Mes a mes: clima, afluencia, desierto — y los dos meses que evitaríamos para una primera visita.

Morocco has a Mediterranean climate on the coast and a continental climate inland — which means the answer to "when should I come?" depends on which Morocco you want.

The classic answer is March to May or September to November. Spring brings wildflowers in the Atlas, the Valley of Roses blooms pink in April-May, and the desert is comfortable. Autumn does the same in reverse: temperatures drop to pleasant from the summer high, the dunes are still warm at night, and the imperial cities are at their best.

December to February is winter. Marrakech and Fes get cold at night (5-10°C) and can rain.

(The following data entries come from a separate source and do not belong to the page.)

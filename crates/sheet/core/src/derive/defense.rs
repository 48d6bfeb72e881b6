//! Defense stages.

use super::ceil_half;
use super::working::WorkingSheet;

/// `base = defense_base + ceil(dex / 2)`.
pub(super) fn apply_base(work: &mut WorkingSheet<'_>) {
    let base = work.rules.defense.base + ceil_half(work.sheet.attributes.dex.total);
    let value = &mut work.sheet.defense.value;
    value.base = base;
    value.total = value.base + value.modifier;
}

/// Equipped armor adds to the defense modifier and damage reduction. Only
/// positive aggregates apply.
pub(super) fn apply_armor(work: &mut WorkingSheet<'_>) {
    let armor = work.items.armor_modifier;
    let dr = work.items.dr_modifier;
    let defense = &mut work.sheet.defense;
    if armor > 0 {
        defense.value.modifier += armor;
    }
    if dr > 0 {
        defense.damage_reduction += dr;
    }
    defense.value.total = defense.value.base + defense.value.modifier;
}

#[cfg(test)]
mod tests {
    use super::*;
    use crate::config::RulesConfig;
    use crate::sheet::{AttributeKey, AttributeTable, CharacterSheet, DefenseBlock};

    #[test]
    fn base_rounds_half_dexterity_up() {
        let rules = RulesConfig::default();
        let attributes = AttributeTable::uniform(10).with_base(AttributeKey::Dex, 15);
        let record = CharacterSheet::new("Sable", attributes);
        let mut work = WorkingSheet::new(&rules, &record);
        apply_base(&mut work);
        assert_eq!(work.sheet.defense.value.base, 18);
        assert_eq!(work.sheet.defense.value.total, 18);
    }

    #[test]
    fn negative_armor_aggregate_is_ignored() {
        let rules = RulesConfig::default();
        let mut record = CharacterSheet::new("Sable", AttributeTable::uniform(10));
        record.defense = DefenseBlock::default().with_modifier(1).with_damage_reduction(1);
        let mut work = WorkingSheet::new(&rules, &record);
        work.items.armor_modifier = -2;
        work.items.dr_modifier = 3;

        apply_base(&mut work);
        apply_armor(&mut work);

        let defense = &work.sheet.defense;
        assert_eq!(defense.value.modifier, 1);
        assert_eq!(defense.value.total, 16);
        assert_eq!(defense.damage_reduction, 4);
    }
}
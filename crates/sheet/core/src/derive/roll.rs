//! Roll variables exposed to formula evaluation.
//!
//! Paths mirror the sheet layout (`attributes.dex.mod`, `EP.max`), so a
//! formula such as `1d20 + @attributes.dex.base + @attributes.dex.mod` can be
//! resolved against a derived sheet without knowing its Rust shape.

use std::collections::BTreeMap;

use super::output::DerivedSheet;

/// Flat `path → value` map built from a derived sheet.
#[derive(Clone, Debug, Default, PartialEq, Eq)]
#[cfg_attr(feature = "serde", derive(serde::Serialize))]
#[cfg_attr(feature = "serde", serde(transparent))]
pub struct RollData {
    values: BTreeMap<String, i32>,
}

impl RollData {
    fn insert(&mut self, path: impl Into<String>, value: i32) {
        self.values.insert(path.into(), value);
    }

    pub fn get(&self, path: &str) -> Option<i32> {
        self.values.get(path).copied()
    }

    pub fn iter(&self) -> impl Iterator<Item = (&str, i32)> {
        self.values.iter().map(|(path, value)| (path.as_str(), *value))
    }

    pub fn len(&self) -> usize {
        self.values.len()
    }

    pub fn is_empty(&self) -> bool {
        self.values.is_empty()
    }
}

impl DerivedSheet {
    pub fn roll_data(&self) -> RollData {
        let mut data = RollData::default();

        for (key, attribute) in self.attributes.iter() {
            data.insert(format!("attributes.{key}.base"), attribute.base);
            data.insert(format!("attributes.{key}.mod"), attribute.modifier);
            data.insert(format!("attributes.{key}.total"), attribute.total);
            data.insert(format!("attributes.{key}.saveMod"), attribute.save_mod);
        }
        for (key, check) in self.checks.iter() {
            data.insert(format!("checks.{key}.base"), check.base);
            data.insert(format!("checks.{key}.mod"), check.modifier);
            data.insert(format!("checks.{key}.total"), check.total);
        }

        data.insert("EP.value", self.effort.value);
        data.insert("EP.max", self.effort.max);
        data.insert("mana.value", self.mana.value);
        data.insert("mana.max", self.mana.max);
        data.insert("mana.expenditureLimit", self.mana.expenditure_limit);
        data.insert("defense.base", self.defense.value.base);
        data.insert("defense.mod", self.defense.value.modifier);
        data.insert("defense.total", self.defense.value.total);
        data.insert("damageReduction", self.defense.damage_reduction);
        data.insert("attackMod", self.attack_mod);
        data.insert("movementSpeed", self.movement_speed);
        data.insert("encumbrance.limit", self.encumbrance.limit);
        data.insert("encumbrance.current", self.encumbrance.current);

        data
    }

    /// Non-dice part of the initiative roll: `dex.base + dex.mod`.
    pub fn initiative_modifier(&self) -> i32 {
        self.attributes.dex.base + self.attributes.dex.modifier
    }
}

The High Atlas has snow — the Tizi n'Tichka pass occasionally closes for a few hours, though it's almost always open by mid-morning. The desert is the trade-off: days in the Sahara are 18-25°C and gorgeous, nights drop to 0°C. You will need a warm jacket. The reward is empty dunes; this is the slowest tourism month and your photos will have nobody else in them.

June to August is summer. Marrakech regularly hits 42°C; the desert hits 45°C+. We do still run desert tours in summer, but timing shifts: 5am sunrise rides, lunch and a long siesta in the shade, sunset dunes. The coastal cities (Essaouira, Tangier, Asilah) stay 25-28°C and full of holidaying Moroccans.

The two months we'd avoid for first-timers: late July and August. The heat compresses what you can see in a day; the southern circuit becomes a logistical exercise rather than a pleasure. If those are your only available dates, we route you north and west — Chefchaouen, the Atlantic coast, the cedar forests of Ifrane — instead of through the Sahara.

Ramadan is its own consideration. The dates shift each year (the Islamic calendar is lunar, so Ramadan moves about 11 days earlier each Gregorian year). During Ramadan most restaurants close during daylight hours but open spectacularly at sunset. Tourist sites stay open. If you don't mind some adjustments, Ramadan is actually a fascinating time to visit — the iftar meal is a daily celebration, and the cities feel more communal than usual.